The success of women’s football is feminist revolution by stealth

The effect of seeing women footballers win will radically alter equality between girls and boys.

By Alona Ferber

Victory, like revenge, is perhaps a dish best served cold. Fifty-six years after England last won a major footballing trophy – a time when, as May Robson observes, women were still banned from playing competitively – it is the nation’s women who have brought home the win.

Just three years ago, at the 2019 Women’s World Cup, the women’s game didn’t take over the nation. Now, women’s football finally seems to matter. The revolution this represents is hard to overstate – and it has taken place virtually by stealth. The thing is that football – that mass worship of the male body and what it can do, that subject of conversation that cements bonds between men and often excludes others – has been infiltrated by women who dared to take up space. They didn’t picket or ask to be included. They worked at it for years, dealt with the humiliation of being on the sidelines of the sport, of being deemed not interesting or important enough, and last night they stormed on to the pitch. 

Women over a certain age around the country are now comparing memories of being denied the opportunity to play, recalling their football-loving granny or great aunt who would have been thrilled to see this win, were she alive today. They are asking: isn’t it crazy that we didn’t get to play football at school? We grew up knowing that football was categorically not for us. We could be interested in it, we might be able to play it with our friends if the stars aligned, but the big leagues, the superstardom, the adoration, were only for men.  

For girls and boys, this win changes everything.
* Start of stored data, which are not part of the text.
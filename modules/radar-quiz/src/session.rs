// One student's attempt at one quiz, wired to storage.
//
// The session owns the attempt state and runs every change through
// `machine::transition`. Accepted changes go to the local cache at once and
// to the remote store through the debounced writer.

use std::sync::Arc;

use tracing::{debug, info, warn};
use uuid::Uuid;

use radar_common::{NewSubmission, Question, Submission};
use radar_store::QuizStore;

use crate::cache::LocalCache;
use crate::error::QuizError;
use crate::machine::{transition, AttemptState, Phase, QuizEvent, SavedProgress};
use crate::sinks::{DebouncedRemoteSink, LocalCacheSink, ProgressSink};

#[derive(Debug, Clone, PartialEq)]
pub enum StartOutcome {
    Started,
    /// A submission exists; show the submitted view.
    AlreadySubmitted,
    /// Progress exists and the student has not chosen to discard it.
    SavedProgressFound(SavedProgress),
}

#[derive(Debug, Clone, PartialEq)]
pub enum ResumeOutcome {
    Resumed { current: usize },
    AlreadySubmitted,
    NothingSaved,
}

pub struct QuizSession {
    store: Arc<dyn QuizStore>,
    local: LocalCacheSink,
    remote: DebouncedRemoteSink,
    questions: Vec<Question>,
    state: AttemptState,
    submission: Option<Submission>,
}

fn store_error(e: anyhow::Error) -> QuizError {
    QuizError::Store(format!("{e:#}"))
}

impl QuizSession {
    /// Load the quiz's questions and prepare an attempt for the student.
    pub async fn open(
        store: Arc<dyn QuizStore>,
        cache: Arc<dyn LocalCache>,
        quiz_id: Uuid,
        admission_number: &str,
    ) -> Result<Self, QuizError> {
        let admission_number = admission_number.trim();
        if admission_number.is_empty() {
            return Err(QuizError::MissingAdmissionNumber);
        }
        if store.quiz(quiz_id).await.map_err(store_error)?.is_none() {
            return Err(QuizError::QuizNotFound);
        }
        let questions = store.questions(quiz_id).await.map_err(store_error)?;
        if questions.is_empty() {
            return Err(QuizError::NoQuestions);
        }

        Ok(Self {
            remote: DebouncedRemoteSink::spawn(store.clone()),
            local: LocalCacheSink::new(cache),
            store,
            questions,
            state: AttemptState::new(quiz_id, admission_number),
            submission: None,
        })
    }

    pub fn state(&self) -> &AttemptState {
        &self.state
    }

    pub fn questions(&self) -> &[Question] {
        &self.questions
    }

    pub fn current_question(&self) -> Option<&Question> {
        match self.state.phase {
            Phase::InProgress => self.questions.get(self.state.current),
            _ => None,
        }
    }

    pub fn is_last_question(&self) -> bool {
        self.state.current + 1 == self.questions.len()
    }

    /// The stored submission, once known.
    pub fn submission(&self) -> Option<&Submission> {
        self.submission.as_ref()
    }

    /// Remote progress first; the local cache when the remote has no row or
    /// cannot be reached.
    pub async fn saved_progress(&self) -> Option<SavedProgress> {
        let quiz_id = self.state.quiz_id;
        let admission_number = self.state.admission_number.as_str();
        match self.store.load_progress(quiz_id, admission_number).await {
            Ok(Some(progress)) => return Some(progress.into()),
            Ok(None) => debug!(%quiz_id, "No remote progress, checking local cache"),
            Err(e) => warn!(%quiz_id, error = %e, "Remote progress unavailable, using local cache"),
        }
        self.local.load(quiz_id, admission_number)
    }

    /// Start a fresh attempt. Without `discard_saved`, existing progress is
    /// reported back instead so the student can pick resume or start over.
    pub async fn start(
        &mut self,
        student_name: &str,
        discard_saved: bool,
    ) -> Result<StartOutcome, QuizError> {
        if student_name.trim().is_empty() {
            return Err(QuizError::MissingName);
        }
        if self.check_submitted().await? {
            return Ok(StartOutcome::AlreadySubmitted);
        }

        // Refused starts must leave the saved entry alone.
        let begin = QuizEvent::Begin {
            student_name: student_name.to_string(),
        };
        let next = transition(&self.state, &begin, &self.questions)?;

        if discard_saved {
            self.local
                .clear(self.state.quiz_id, &self.state.admission_number);
        } else if let Some(saved) = self.saved_progress().await {
            return Ok(StartOutcome::SavedProgressFound(saved));
        }

        self.commit(next);
        info!(
            quiz_id = %self.state.quiz_id,
            admission_number = self.state.admission_number.as_str(),
            "Quiz started"
        );
        Ok(StartOutcome::Started)
    }

    pub async fn resume(&mut self) -> Result<ResumeOutcome, QuizError> {
        if self.check_submitted().await? {
            return Ok(ResumeOutcome::AlreadySubmitted);
        }
        let Some(saved) = self.saved_progress().await else {
            return Ok(ResumeOutcome::NothingSaved);
        };

        let origin = saved.origin;
        self.apply(QuizEvent::Resume(saved))?;
        info!(
            quiz_id = %self.state.quiz_id,
            current = self.state.current,
            ?origin,
            "Quiz resumed"
        );
        Ok(ResumeOutcome::Resumed {
            current: self.state.current,
        })
    }

    /// Answer and lock the current question.
    pub fn answer(&mut self, question_id: Uuid, choice: usize) -> Result<(), QuizError> {
        self.apply(QuizEvent::Answer {
            question_id,
            choice,
        })
    }

    /// Move to the next question. Returns the new index.
    pub fn advance(&mut self) -> Result<usize, QuizError> {
        self.apply(QuizEvent::Advance)?;
        Ok(self.state.current)
    }

    /// Create the submission. Validation happens before any write; a storage
    /// failure leaves the attempt in progress so it can be sent again.
    pub async fn submit(&mut self) -> Result<Submission, QuizError> {
        let submitted = transition(&self.state, &QuizEvent::Submitted, &self.questions)?;
        let new = NewSubmission {
            quiz_id: self.state.quiz_id,
            name: self.state.student_name.clone(),
            admission_number: self.state.admission_number.clone(),
            answers: self.state.answers.clone(),
        };

        match self.store.insert_submission(&new).await {
            Ok(Some(row)) => {
                self.state = submitted;
                self.finish();
                info!(quiz_id = %row.quiz_id, submission_id = %row.id, "Quiz submitted");
                self.submission = Some(row.clone());
                Ok(row)
            }
            Ok(None) => {
                self.state = transition(&self.state, &QuizEvent::AlreadySubmitted, &self.questions)?;
                self.finish();
                warn!(quiz_id = %new.quiz_id, "Submission already exists for this student");
                Err(QuizError::AlreadySubmitted)
            }
            Err(e) => {
                warn!(quiz_id = %new.quiz_id, error = %e, "Submission failed");
                Err(store_error(e))
            }
        }
    }

    /// Stop the remote writer, sending any pending change first.
    pub async fn close(self) {
        self.remote.shutdown().await;
    }

    fn apply(&mut self, event: QuizEvent) -> Result<(), QuizError> {
        let next = transition(&self.state, &event, &self.questions)?;
        self.commit(next);
        Ok(())
    }

    fn commit(&mut self, next: AttemptState) {
        self.state = next;
        self.local.record(&self.state);
        self.remote.record(&self.state);
    }

    fn finish(&self) {
        self.remote.discard();
        self.local
            .clear(self.state.quiz_id, &self.state.admission_number);
    }

    /// Move to `Submitted` when a submission exists. A failed lookup is
    /// logged and treated as none; the store refuses a second submission anyway.
    async fn check_submitted(&mut self) -> Result<bool, QuizError> {
        if self.state.phase == Phase::Submitted {
            return Ok(true);
        }
        let existing = self
            .store
            .find_submission(self.state.quiz_id, &self.state.admission_number)
            .await;
        match existing {
            Ok(Some(submission)) => {
                self.state =
                    transition(&self.state, &QuizEvent::AlreadySubmitted, &self.questions)?;
                self.finish();
                self.submission = Some(submission);
                Ok(true)
            }
            Ok(None) => Ok(false),
            Err(e) => {
                warn!(quiz_id = %self.state.quiz_id, error = %e, "Submission check failed");
                Ok(false)
            }
        }
    }
}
The power of seeing the Lionesses triumph, of seeing that triumph celebrated by both men and women, is surely akin to seeing a woman in political office for the first time. As of last night, the beautiful game is for all genders. My five-year-old daughter has told me many times that only the boys in her school play football. But yesterday, cheering the win, she told me she wants to play for England, too. Seeing women footballers win will radically alter the way girls and boys see each other.

Of course, this is not the happy ending of the women’s football Hollywood blockbuster. The sport is still chronically under-funded and under-supported. “This generation of ladies have had to fight and scrap for everything,” Ian Wright said after Sunday’s match. He called on the Premier League to take over the women’s game ahead of the World Cup next year. There are still problems of diversity in women’s football, too. And there is also the fact that “proper” football is still men’s football. Why else would the game played by women need a special label, lest anyone confuse it for the real thing? Why else call them Lionesses – a name edging towards the patronising – rather than Lions?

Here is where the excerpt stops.